Blended finance brings together different kinds of capital from various partners, helping to make social investment accessible and useful – both for front-line organisations and investors alike. While there are different ways in which blended finance can be used, it is typically organised at two levels: at the fund (or structure level), where the capital from investors is pooled up front; and at the product level, where the blend happens directly as part of the product mix that enterprises receive.
Blended finance structures
Blended finance structures operate at a fund level, where the fund takes on concessional capital and blends it with non-concessional capital, which is then used together to provide repayable finance to the frontline enterprise.
Organisations who take on the more concessional role in these funds (perhaps by using grant or equity-like capital) are often doing so because it helps to unlock much larger, more diverse pools of capital from other investors. This helps to increase the amounts that can be invested towards their social and or environmental impact goals. Using blended finance in this way is especially useful for organisations who have more flexible, mission-oriented capital to invest, but have a limited budget to do so. These organisations include Government, quasi-governmental organisations or charitable and corporate foundations.
For investors playing a non-concessional role within these funds (for example, those investors seeking market-rate returns), the use of concessionary capital can help to lower the risk around the deal, by providing protection against potential defaults. This helps to reassure investors, especially those who previously may have been unable to invest in certain funds, therefore increasing the amount of capital available towards social and environmental impact. In effect it makes the proposition more attractive (which can be called “credit enhancement”).
Blended finance structures can also allow the terms on which the investment is provided to organisations (delivering social impact), more appropriate. This is often a vital part of the deal, as these organisations might not have been able to access capital from other sources. This is because they may not have access to the elements that can sometimes be required for taking on finance, such as shorter repayment terms, or security in the form of a building.
In summary, blended finance structures can be used to for the following purposes:
- Blended finance can help bring more conventional investors to socially impactful funds, that otherwise might not meet their risk and return targets, or those who are unfamiliar with the sector and/or product.
- Blended finance can help to enable the creation of an investment product that is more flexible for enterprises – for example through being unsecured, offering a more affordable rate, or longer terms (or a combination of all three).
- On occasion, blended finance can help to subsidise the operating costs of a fund, thus reducing the ultimate cost to the frontline, helping make the economics of the fund stack up for front line enterprises and investors.
Blended finance products
Blended products are finance packages that enterprises can access directly.
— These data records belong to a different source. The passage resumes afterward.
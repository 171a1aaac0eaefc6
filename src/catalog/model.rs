use chrono::NaiveDateTime;

use super::entities::FileModel;
use super::status::Status;

/// Domain-level view of a catalog row, decoupled from the `sea_orm` entity
/// so the rest of the engine never has to think about `ActiveModel`s.
#[derive(Clone, Debug, PartialEq)]
pub struct FileEntry {
	pub id: i32,
	pub path: String,
	pub size: Option<i64>,
	pub puid: Option<String>,
	pub format: Option<String>,
	pub version: Option<String>,
	pub mime: Option<String>,
	pub encoding: Option<String>,
	pub ext: Option<String>,
	pub status: Status,
	pub status_ts: Option<NaiveDateTime>,
	pub kept: bool,
	pub source_id: Option<i32>,
}

impl FileEntry {
	pub fn is_root(&self) -> bool {
		self.source_id.is_none()
	}
}

impl TryFrom<FileModel> for FileEntry {
	type Error = String;

	fn try_from(m: FileModel) -> Result<Self, Self::Error> {
		Ok(Self {
			id: m.id,
			path: m.path,
			size: m.size,
			puid: m.puid,
			format: m.format,
			version: m.version,
			mime: m.mime,
			encoding: m.encoding,
			ext: m.ext,
			status: m.status.parse()?,
			status_ts: m.status_ts,
			kept: m.kept,
			source_id: m.source_id,
		})
	}
}

/// A not-yet-persisted row, as produced by enumeration or archive fan-out.
#[derive(Clone, Debug, Default)]
pub struct NewFileEntry {
	pub path: String,
	pub size: Option<i64>,
	pub source_id: Option<i32>,
	pub status: Option<Status>,
}

impl NewFileEntry {
	pub fn root(path: impl Into<String>) -> Self {
		Self {
			path: path.into(),
			size: None,
			source_id: None,
			status: Some(Status::New),
		}
	}

	pub fn child(path: impl Into<String>, source_id: i32) -> Self {
		Self {
			path: path.into(),
			size: None,
			source_id: Some(source_id),
			status: Some(Status::New),
		}
	}
}
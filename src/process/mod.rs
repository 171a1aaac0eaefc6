//! Converter process execution: spawn, enforce a timeout, and terminate the
//! whole process group rather than just the direct child.

mod error;
mod exec;

pub use error::{ProcessError, Result};
pub use exec::{run_with_timeout, Outcome};
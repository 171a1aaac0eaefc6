use thiserror::Error;

#[derive(Error, Debug)]
pub enum ProcessError {
	#[error("failed to spawn command: {0}")]
	Spawn(#[from] std::io::Error),
}

pub type Result<T> = std::result::Result<T, ProcessError>;
//! Command-line surface, built with the same `clap::Subcommand`/`ValueEnum`
//! idiom as `infra/cli/commands/file.rs`. This is a thin contract layer:
//! every subcommand just builds engine types and calls into `driver`/
//! `catalog` directly.

use std::path::PathBuf;

use clap::{Parser, Subcommand, ValueEnum};

use crate::catalog::Status;

#[derive(Parser, Debug)]
#[command(name = "pwnorm", version, about = "Batch file-normalization engine")]
pub struct Cli {
	/// Optional engine config file (YAML). Falls back to built-in defaults.
	#[arg(long, global = true)]
	pub config: Option<PathBuf>,

	#[command(subcommand)]
	pub command: Command,
}

#[derive(Subcommand, Debug)]
pub enum Command {
	/// Run (or resume) a batch conversion over a source tree.
	Convert(ConvertArgs),
	/// Print the per-status tally for a catalog without running a batch.
	Status(StatusArgs),
	/// Run migrations against a catalog path without starting a batch.
	InitDb(InitDbArgs),
}

#[derive(clap::Args, Debug)]
pub struct ConvertArgs {
	/// Source directory to enumerate.
	pub source: PathBuf,

	/// Destination directory. Defaults to `<source>-conv`.
	#[arg(long)]
	pub dest: Option<PathBuf>,

	/// Catalog location: a filesystem path (sqlite) or a `postgres://` URL.
	#[arg(long, default_value = "catalog.sqlite")]
	pub db: String,

	/// Base converter registry file (YAML).
	#[arg(long, default_value = "converters.yml")]
	pub registry: PathBuf,

	/// Optional local overrides layered on top of `--registry`.
	#[arg(long)]
	pub registry_override: Option<PathBuf>,

	#[arg(long)]
	pub mime: Option<String>,
	#[arg(long)]
	pub puid: Option<String>,
	#[arg(long)]
	pub ext: Option<String>,
	#[arg(long, value_enum)]
	pub status: Option<CliStatus>,
	#[arg(long = "from-path")]
	pub from_path: Option<String>,
	#[arg(long = "to-path")]
	pub to_path: Option<String>,

	/// Reset every root entry to `new` and cascade-delete its descendants.
	#[arg(long)]
	pub reconvert: bool,
	/// Pick back up entries left `failed`/`timeout`/`protected`.
	#[arg(long)]
	pub retry: bool,
	/// Identify every selected entry and stop, without converting.
	#[arg(long = "identify-only")]
	pub identify_only: bool,
	/// Sweep the catalog for missing files and mark them `deleted`, then exit.
	#[arg(long)]
	pub filecheck: bool,
	/// Partition work across subfolders, one worker thread per subfolder.
	#[arg(long)]
	pub multi: bool,
	/// Retain originals alongside converted output even when the rule
	/// doesn't ask for it.
	#[arg(long = "keep-originals")]
	pub keep_originals: bool,
	/// Fold the source extension into the destination filename.
	#[arg(long = "orig-ext")]
	pub orig_ext: bool,
	/// Rename source files in place once identification corrects their
	/// extension.
	#[arg(long = "set-source-ext")]
	pub set_source_ext: bool,
}

#[derive(clap::Args, Debug)]
pub struct StatusArgs {
	#[arg(long, default_value = "catalog.sqlite")]
	pub db: String,
}

#[derive(clap::Args, Debug)]
pub struct InitDbArgs {
	#[arg(long, default_value = "catalog.sqlite")]
	pub db: String,
}

/// Mirrors [`Status`] for `--status`; kept separate so catalog internals
/// don't have to derive `ValueEnum`.
#[derive(Copy, Clone, Debug, ValueEnum)]
pub enum CliStatus {
	New,
	Accepted,
	Converted,
	Renamed,
	Skipped,
	Removed,
	Failed,
	Timeout,
	Protected,
	Deleted,
}

impl From<CliStatus> for Status {
	fn from(s: CliStatus) -> Self {
		match s {
			CliStatus::New => Status::New,
			CliStatus::Accepted => Status::Accepted,
			CliStatus::Converted => Status::Converted,
			CliStatus::Renamed => Status::Renamed,
			CliStatus::Skipped => Status::Skipped,
			CliStatus::Removed => Status::Removed,
			CliStatus::Failed => Status::Failed,
			CliStatus::Timeout => Status::Timeout,
			CliStatus::Protected => Status::Protected,
			CliStatus::Deleted => Status::Deleted,
		}
	}
}
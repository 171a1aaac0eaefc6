use std::path::Path;

use crate::catalog::{Catalog, CatalogError, Mode, Predicate, Status};

/// Sweep every catalog entry and mark `deleted` any whose backing file no
/// longer exists on disk. `deleted` is never inferred by the normal
/// conversion path — this is the only place that writes it.
pub async fn run(catalog: &Catalog, source_dir: &Path, dest_dir: &Path) -> Result<u64, CatalogError> {
	let entries = catalog.select(&Predicate::new(Mode::All), None).await?;
	let mut marked = 0;

	for mut entry in entries {
		if entry.status == Status::Deleted {
			continue;
		}
		let path = if entry.source_id.is_some() {
			dest_dir.join(&entry.path)
		} else {
			source_dir.join(&entry.path)
		};
		if !path.exists() {
			entry.status = Status::Deleted;
			catalog.update(&entry).await?;
			marked += 1;
		}
	}

	Ok(marked)
}
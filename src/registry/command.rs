use std::borrow::Cow;
use std::path::Path;

/// Values available for substitution into a rule's `command` template.
pub struct CommandContext<'a> {
	pub source: &'a Path,
	pub dest: &'a Path,
	pub temp: &'a Path,
	pub mime_type: &'a str,
	pub pid: u32,
}

fn quote(path: &Path) -> String {
	shell_escape::escape(Cow::Borrowed(path.to_string_lossy().as_ref())).into_owned()
}

/// Substitute the placeholders a converter rule's `command` template may
/// reference. Paths are shell-quoted; `<mime-type>` and `<pid>` are not,
/// since they never contain shell metacharacters in practice.
pub fn build_command(template: &str, ctx: &CommandContext) -> String {
	let stem = ctx
		.dest
		.file_stem()
		.map(|s| s.to_string_lossy().into_owned())
		.unwrap_or_default();
	let source_parent = ctx.source.parent().unwrap_or_else(|| Path::new("."));
	let dest_parent = ctx.dest.parent().unwrap_or_else(|| Path::new("."));

	template
		.replace("<source-parent>", &quote(source_parent))
		.replace("<dest-parent>", &quote(dest_parent))
		.replace("<source>", &quote(ctx.source))
		.replace("<dest>", &quote(ctx.dest))
		.replace("<temp>", &quote(ctx.temp))
		.replace("<mime-type>", ctx.mime_type)
		.replace("<pid>", &ctx.pid.to_string())
		.replace("<stem>", &stem)
}
//! Scenario: a previously converted archive root, with children appended
//! by fan-out, gets reconverted. The cascade-delete that reconvert mode
//! triggers must clear out the old children before the batch repopulates
//! them, rather than piling new rows on top of the stale ones.

mod support;

use pretty_assertions::assert_eq;

use std::sync::Arc;
use std::time::Duration;

use pwnorm::catalog::{Mode, Predicate, Status};
use pwnorm::driver::{self, BatchOptions};

use support::Harness;

#[tokio::test]
async fn reconvert_cascades_delete_before_rerunning() {
	let harness = Harness::new().await;
	harness.write_source("bundle.zip", b"not a real zip, just stub bytes");

	let registry = harness.write_registry(
		r#"
application/zip:
  dest-ext: null
  command: >-
    mkdir -p <dest> &&
    cp <source> <dest>/a.txt &&
    cp <source> <dest>/b.txt

text/plain:
  accept: true
  keep: true
"#,
	);

	let Harness {
		root,
		source_dir,
		dest_dir,
		scratch_dir,
		catalog,
		identifier,
	} = harness;

	let db_path = root.path().join("catalog.sqlite");
	let catalog = Arc::new(catalog);
	let identifier = Arc::new(identifier);
	let registry = Arc::new(registry);

	let base_opts = |mode: Mode| BatchOptions {
		source_dir: source_dir.clone(),
		dest_dir: dest_dir.clone(),
		scratch_dir: scratch_dir.clone(),
		mode,
		multi: false,
		max_concurrent_partitions: 0,
		default_timeout: Duration::from_secs(5),
		orig_ext: false,
		keep_originals: false,
		set_source_ext: false,
		identify_only: false,
	};

	let first_opts = base_opts(Mode::Conversion);
	let (predicate, remaining) = driver::prepare(&catalog, &first_opts).await.unwrap();
	assert_eq!(remaining, 1);
	driver::run_batch(
		Arc::clone(&catalog),
		db_path.to_str().unwrap(),
		Arc::clone(&identifier),
		Arc::clone(&registry),
		first_opts,
		predicate,
	)
	.await
	.unwrap();

	let rows = catalog
		.select(&Predicate::new(Mode::All), None)
		.await
		.unwrap();
	assert_eq!(rows.len(), 3, "archive + 2 extracted members");
	let archive = rows.iter().find(|r| r.path == "bundle.zip").unwrap();
	assert_eq!(archive.status, Status::Converted);
	let old_child_ids: Vec<i32> = rows.iter().filter(|r| r.source_id.is_some()).map(|r| r.id).collect();
	assert_eq!(old_child_ids.len(), 2);

	let reconvert_opts = base_opts(Mode::Reconvert);
	let (predicate, remaining) = driver::prepare(&catalog, &reconvert_opts).await.unwrap();
	assert_eq!(remaining, 1, "only the root is reselected under reconvert");
	driver::run_batch(
		Arc::clone(&catalog),
		db_path.to_str().unwrap(),
		identifier,
		registry,
		reconvert_opts,
		predicate,
	)
	.await
	.unwrap();

	let rows = catalog
		.select(&Predicate::new(Mode::All), None)
		.await
		.unwrap();
	assert_eq!(rows.len(), 3, "cascade delete then re-expansion lands back at three rows");

	let archive = rows.iter().find(|r| r.path == "bundle.zip").unwrap();
	assert_eq!(archive.status, Status::Converted);
	assert_eq!(archive.source_id, None);

	let new_child_ids: Vec<i32> = rows.iter().filter(|r| r.source_id.is_some()).map(|r| r.id).collect();
	assert_eq!(new_child_ids.len(), 2);
	for id in &new_child_ids {
		assert!(
			!old_child_ids.contains(id),
			"reconvert must not leave the stale child rows behind"
		);
	}
	for member in ["bundle/a.txt", "bundle/b.txt"] {
		let row = rows
			.iter()
			.find(|r| r.path == member)
			.unwrap_or_else(|| panic!("missing row for {member}"));
		assert_eq!(row.source_id, Some(archive.id));
	}
}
They combine repayable finance alongside a second element that does not need to be repaid, for instance a direct grant and/or free advice and business support (also known as technical assistance). These products are designed and provided to impactful frontline organisations.
How are they used to support social enterprises and charities?
Many social enterprise models are operating in challenging markets and therefore require enterprise-centric repayable finance, including the mixing of investment and grants to enable delivery of their mission. Accessing traditional investment can be challenging - either because an organisation needs more flexible funding to take on investment and be able to repay it (because of tight profit margins that prioritise social as well as financial value), or because investors are not familiar with their business models and therefore assess them as a higher risk. Concessional capital may be needed either to make the deal viable for the investor to proceed, or to make the deal affordable for the enterprise. To find out more about blended finance products and how they work to support charities and social enterprises, you can read more here.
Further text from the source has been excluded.